Directions: Please reproduce, exactly and with nothing added, the line containing "the current snapshot." and every line after it to the end of the records.

(Data extracted from a collection)
= Beginning of Section =

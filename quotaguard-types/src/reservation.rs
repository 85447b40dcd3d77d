use chrono::{DateTime, Utc};
use serde::{Deserialize, Serialize};

use crate::ids::{AccountId, CorrelationId, ReservationId};

/// Lifecycle state of a [`Reservation`].
///
/// Exactly one of the non-`Active` variants is terminal; a reservation never
/// re-enters `Active` once it leaves that state.
#[derive(Debug, Clone, Copy, PartialEq, Eq, Serialize, Deserialize)]
#[non_exhaustive]
pub enum ReservationStatus {
    /// Holding a soft claim against future usage.
    Active,
    /// Committed with an actual cost recorded via `Commit`.
    Released,
    /// Withdrawn via `Cancel` before being committed.
    Cancelled,
    /// Swept by the background sweeper after `expires_at` elapsed.
    Expired,
}

impl ReservationStatus {
    /// True for any of the three terminal states.
    #[must_use]
    pub const fn is_terminal(self) -> bool {
        !matches!(self, Self::Active)
    }
}

/// A short-lived, soft claim against an account's future usage.
///
/// Issued by the Reservation Manager on behalf of the Router; the sum of
/// `estimated_cost_pct` across all `Active` reservations for an account must
/// equal that account's `QuotaInfo::virtual_used_pct` at every quiescent
/// point.
#[derive(Debug, Clone, Serialize, Deserialize)]
pub struct Reservation {
    /// Unique reservation identity.
    pub id: ReservationId,
    /// Account this reservation holds usage against.
    pub account_id: AccountId,
    /// Caller-supplied correlation id for tracing a request end to end.
    pub correlation_id: CorrelationId,
    /// Estimated cost as a percentage of the account's budget, in `[0, 100]`.
    pub estimated_cost_pct: f64,
    /// Actual cost recorded at `Commit`, if committed.
    pub actual_cost_pct: Option<f64>,
    /// Current lifecycle state.
    pub status: ReservationStatus,
    /// When this reservation was created.
    pub created_at: DateTime<Utc>,
    /// When this reservation expires if never committed or cancelled.
    pub expires_at: DateTime<Utc>,
    /// When this reservation left the `Active` state, if it has.
    pub released_at: Option<DateTime<Utc>>,
}
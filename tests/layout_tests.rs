// Tests for row layout, gap markers and diagram geometry

use memviz::layout::diagram::{Canvas, Density, Diagram, Palette, RenderMode, StyleToken};
use memviz::layout::{layout, LayoutDirection, LayoutMetrics, Region, Row, GAP_MARKER_TEXT};
use memviz::memory::types::{BaseType, TypeNode};
use memviz::memory::value::MemoryCell;
use memviz::memory::{MemorySnapshot, MemoryView};
use memviz::records::RecordDetailsMap;
use proptest::prelude::*;

fn snapshot_of(addresses: &[u64]) -> MemorySnapshot {
    addresses
        .iter()
        .map(|&addr| (addr, MemoryCell::typed(addr as i64, vec![TypeNode::base(BaseType::Int)])))
        .collect()
}

fn shape(rows: &[Row]) -> Vec<String> {
    rows.iter()
        .map(|row| match row.address() {
            Some(addr) => addr.to_string(),
            None => "gap".to_string(),
        })
        .collect()
}

#[test]
fn test_gap_collapses_unrecorded_run() {
    let stack = snapshot_of(&[0, 1, 5]);
    let heap = MemorySnapshot::new();
    let view = MemoryView::new(&stack, &heap);
    let metrics = LayoutMetrics::FULL;

    let rows = layout(&stack, &view, &RecordDetailsMap::new(), LayoutDirection::Ascending, &metrics);

    assert_eq!(shape(&rows), vec!["0", "1", "gap", "5"]);
    assert_eq!(rows[2].content(), GAP_MARKER_TEXT);
    assert!(rows[2].as_cell().is_none());

    let offsets: Vec<u32> = rows.iter().map(|row| row.vertical_offset).collect();
    assert_eq!(offsets, vec![71, 102, 133, 164]);
    assert_eq!(rows[0].top(&metrics), 41);
}

#[test]
fn test_descending_layout_for_heap() {
    let heap = snapshot_of(&[100, 99, 97]);
    let stack = MemorySnapshot::new();
    let view = MemoryView::new(&stack, &heap);

    let rows = layout(&heap, &view, &RecordDetailsMap::new(), LayoutDirection::Descending, &LayoutMetrics::FULL);
    assert_eq!(shape(&rows), vec!["100", "99", "gap", "97"]);
}

#[test]
fn test_empty_and_single_cell_regions() {
    let empty = MemorySnapshot::new();
    let view = MemoryView::new(&empty, &empty);
    assert!(layout(&empty, &view, &RecordDetailsMap::new(), LayoutDirection::Ascending, &LayoutMetrics::FULL).is_empty());

    let single = snapshot_of(&[42]);
    let view = MemoryView::new(&single, &empty);
    let rows = layout(&single, &view, &RecordDetailsMap::new(), LayoutDirection::Ascending, &LayoutMetrics::FULL);
    assert_eq!(shape(&rows), vec!["42"]);
}

#[test]
fn test_diagram_places_heap_beside_stack() {
    let stack = snapshot_of(&[0, 1]);
    let heap = snapshot_of(&[50]);
    let view = MemoryView::new(&stack, &heap);
    let mode = RenderMode::new(Density::Full, Palette::Dark);
    let metrics = LayoutMetrics::FULL;

    let diagram = Diagram::build(mode, 1, metrics, &view, &RecordDetailsMap::new(), Canvas::new(800, 600));

    assert_eq!(diagram.stack.x, 0);
    assert_eq!(diagram.heap.x, metrics.grid_width() + metrics.grid_gap);
    assert_eq!(diagram.width, diagram.heap.x + metrics.grid_width());
    assert_eq!(diagram.height, metrics.title_height + 2 * metrics.row_pitch());
    assert_eq!(diagram.grid(Region::Heap).addresses(), vec![50]);
    assert_eq!(diagram.stack.title(), "Runtime Stack");
    assert_eq!(diagram.background(), StyleToken::SaBlue);
    assert_eq!(diagram.foreground(), StyleToken::SaWhite);
    assert!(diagram.shows_labels());
}

#[test]
fn test_render_modes() {
    let light = RenderMode::from_flags(true, true);
    assert_eq!(light, RenderMode::new(Density::Compact, Palette::Light));
    assert_eq!(light.palette.background(), StyleToken::PrintBackground);
    assert_eq!(light.palette.foreground(), StyleToken::SaBlue);

    let indices: Vec<usize> = RenderMode::ALL.iter().map(|mode| mode.index()).collect();
    assert_eq!(indices, vec![0, 1, 2, 3]);
    assert!(!LayoutMetrics::COMPACT.shows_labels());
}

#[test]
fn test_canvas_growth() {
    let stage = Canvas::new(100, 100);
    assert!(stage.contains(Canvas::new(100, 40)));
    assert!(!stage.contains(Canvas::new(101, 40)));
    assert_eq!(stage.union(Canvas::new(50, 300)), Canvas::new(100, 300));
    assert_eq!(Canvas::new(9000, 20).clamp_to(Canvas::new(5000, 5000)), Canvas::new(5000, 20));
}

proptest! {
    #[test]
    fn prop_rows_follow_direction_and_offsets_grow(
        addresses in proptest::collection::btree_set(0u64..200, 0..40),
        descending in any::<bool>(),
    ) {
        let addresses: Vec<u64> = addresses.into_iter().collect();
        let region = snapshot_of(&addresses);
        let empty = MemorySnapshot::new();
        let view = MemoryView::new(&region, &empty);
        let direction = if descending { LayoutDirection::Descending } else { LayoutDirection::Ascending };
        let metrics = LayoutMetrics::FULL;

        let rows = layout(&region, &view, &RecordDetailsMap::new(), direction, &metrics);

        // Every recorded cell appears exactly once, in direction order
        let drawn: Vec<u64> = rows.iter().filter_map(Row::address).collect();
        let mut expected = addresses.clone();
        if descending {
            expected.reverse();
        }
        prop_assert_eq!(drawn, expected);

        for pair in rows.windows(2) {
            prop_assert!(pair[1].vertical_offset > pair[0].vertical_offset);
        }
        if let Some(first) = rows.first() {
            prop_assert!(!first.is_gap_marker());
        }
    }

    #[test]
    fn prop_gap_exactly_between_non_adjacent_keys(
        addresses in proptest::collection::btree_set(0u64..100, 1..30),
    ) {
        let addresses: Vec<u64> = addresses.into_iter().collect();
        let region = snapshot_of(&addresses);
        let empty = MemorySnapshot::new();
        let view = MemoryView::new(&region, &empty);

        let rows = layout(&region, &view, &RecordDetailsMap::new(), LayoutDirection::Ascending, &LayoutMetrics::COMPACT);

        let gaps = rows.iter().filter(|row| row.is_gap_marker()).count();
        let expected = addresses.windows(2).filter(|w| w[1] > w[0] + 1).count();
        prop_assert_eq!(gaps, expected);
        prop_assert_eq!(rows.len(), addresses.len() + expected);
        for pair in rows.windows(2) {
            prop_assert!(!(pair[0].is_gap_marker() && pair[1].is_gap_marker()));
        }
    }
}
//! # Introduction
//!
//! memviz turns a paused C program's runtime stack and heap into an annotated
//! diagram: every recorded memory cell becomes a labelled box, and hovering a
//! box explains the variables and frame links that live there in plain English.
//!
//! ## Rendering pipeline
//!
//! ```text
//! ProgramState → RecordDetailsMap → Rows → Diagram → (cache) → DrawSurface
//! ```
//!
//! 1. [`snapshot`]: the program state handed over at a pause: memory
//!    snapshots, scope frames and the stack top.
//! 2. [`memory`]: cells, bit patterns, type chains, and address resolution
//!    across the stack/heap split.
//! 3. [`records`]: indexes which variables, frame links and functions own
//!    each address.
//! 4. [`annotate`]: value and reference descriptions shown in tooltips.
//! 5. [`layout`]: row layout with gap markers, full diagrams per render
//!    mode, and the per-mode diagram cache.
//! 6. [`session`]: owns the current snapshot, render mode, stage size and
//!    hover state; the single entry point for hosts.
//! 7. [`ui`]: ratatui-based terminal host; not part of the stable library API.
//!
//! ## Render modes
//!
//! Density (`compact` / `full`) × palette (`dark` / `light`), four modes in
//! total, each cached independently for the current snapshot.

pub mod annotate;
pub mod config;
pub mod errors;
pub mod layout;
pub mod memory;
pub mod records;
pub mod session;
pub mod snapshot;
pub mod ui;

pub use errors::{Result, VisualizerError};
pub use session::{Rendered, Session, Tooltip};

= End of Section =

Solution:
//! total, each cached independently for the current snapshot.

pub mod annotate;
pub mod config;
pub mod errors;
pub mod layout;
pub mod memory;
pub mod records;
pub mod session;
pub mod snapshot;
pub mod ui;

pub use errors::{Result, VisualizerError};
pub use session::{Rendered, Session, Tooltip};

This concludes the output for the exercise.